Lucas Haurie
Felipe se divierte
No es que sea un jarrón chino, según propia y atinada autodefinición, es la colección entera de la dinastía Ming. Le ocurre además a Felipe González que se instaló hace muchos años en esa cima de la beatitud que mece a quienes todo lo han hecho en la vida. Un nirvana, una paz de los sentidos que permite a sus beneficiarios, con razón o sin ella, eliminar cualquier barrera entre el cerebro y la lengua. Verbaliza hasta el más mínimo pensamiento, el tío, larga lo primero que se le pasa por la cabeza. Aunque superó los setenta, no se trata de un síntoma de la edad, ¿quién no se topa a diario con viejitos la mar de prudentes? Pero es cierto que FG, chapoteando en las aguas de la desvergüenza como sólo los tocados por un amor reciente saben hacerlo, es capaz de decirle cualquier cosa a cualquiera. Se preguntó, con Susana Díaz de cuerpo presente, que qué sentido tiene que sobrevivan las diputaciones provinciales. Casi le da un pasmo a la presidenta, ahora que vuelve a controlar casi todas las de la región y cuenta por millares los sueldos de compañeros que proveen tan generosas instituciones. En la Andalucía de hoy, las diputaciones sirven para ejercer un control férreo sobre el PSOE-A, ya que si no existiesen, la rebatiña en busca del sustento a través del erario sería muchísimo más feroz.
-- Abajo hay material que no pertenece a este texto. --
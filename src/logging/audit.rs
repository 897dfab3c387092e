//! Migration audit trail
//!
//! Writes one JSON object per line. Each event kind has its own typed
//! fields; there is no free-form metadata bag.

use chrono::{DateTime, Utc};
use serde::{Deserialize, Serialize};
use std::fs::{File, OpenOptions};
use std::io::{BufWriter, Write};
use std::path::PathBuf;
use std::sync::Arc;
use tokio::sync::Mutex;
use tracing::{error, info};

use crate::migration::MigrationStatus;
use crate::types::ParticipationSource;

/// Audit event kinds
#[derive(Debug, Clone, Serialize, Deserialize, PartialEq)]
#[serde(tag = "event", rename_all = "snake_case")]
pub enum AuditEvent {
    MigrationStarted {
        pending: u32,
    },
    RecordMigrated {
        local_id: String,
        challenge_id: String,
        participation_id: String,
    },
    RecordSkipped {
        local_id: String,
        challenge_id: String,
        existing_source: Option<ParticipationSource>,
    },
    RecordFailed {
        local_id: String,
        challenge_id: String,
        reason: String,
    },
    MigrationFinished {
        status: MigrationStatus,
        migrated: u32,
        skipped: u32,
        failed: u32,
        duration_ms: u64,
    },
}

/// One line of the audit log
#[derive(Debug, Clone, Serialize, Deserialize)]
pub struct AuditRecord {
    pub timestamp: DateTime<Utc>,
    pub user_id: String,
    #[serde(flatten)]
    pub event: AuditEvent,
}

impl AuditRecord {
    pub fn new(user_id: &str, event: AuditEvent) -> Self {
        Self {
            timestamp: Utc::now(),
            user_id: user_id.to_string(),
            event,
        }
    }

    /// Convert to JSONL line
    pub fn to_jsonl(&self) -> Result<String, serde_json::Error> {
        serde_json::to_string(self)
    }
}

/// Audit logger appending to a JSONL file
///
/// Without a file every call is a no-op.
#[derive(Clone, Default)]
pub struct AuditLogger {
    inner: Arc<Mutex<Option<BufWriter<File>>>>,
}

impl AuditLogger {
    /// Logger that discards everything
    pub fn disabled() -> Self {
        Self::default()
    }

    /// Logger appending to `path`
    pub fn open(path: PathBuf) -> std::io::Result<Self> {
        let file = OpenOptions::new().create(true).append(true).open(&path)?;
        info!("Audit logging initialized to {}", path.display());

        Ok(Self {
            inner: Arc::new(Mutex::new(Some(BufWriter::new(file)))),
        })
    }

    /// Append an event for a user
    pub async fn log(&self, user_id: &str, event: AuditEvent) {
        let mut inner = self.inner.lock().await;
        let Some(writer) = inner.as_mut() else {
            return;
        };

        let line = match AuditRecord::new(user_id, event).to_jsonl() {
            Ok(line) => line,
            Err(e) => {
                error!("Failed to serialize audit event: {}", e);
                return;
            }
        };

        if let Err(e) = writeln!(writer, "{}", line) {
            error!("Failed to write audit event: {}", e);
        }
        if let Err(e) = writer.flush() {
            error!("Failed to flush audit log: {}", e);
        }
    }
}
Consciente del poder que iba a acumular en las dos elecciones de 2011, Mariano Rajoy se erigió en un defensor a ultranza de las diputaciones: la de bocas populares que han agradecido su empeño durante este cuatrienio. Claro que a Felipe González no le escapa esta evidencia, lo que pasa es que llega un momento en la vida en el que la mayor diversión consiste en ver la cara de espanto del interlocutor.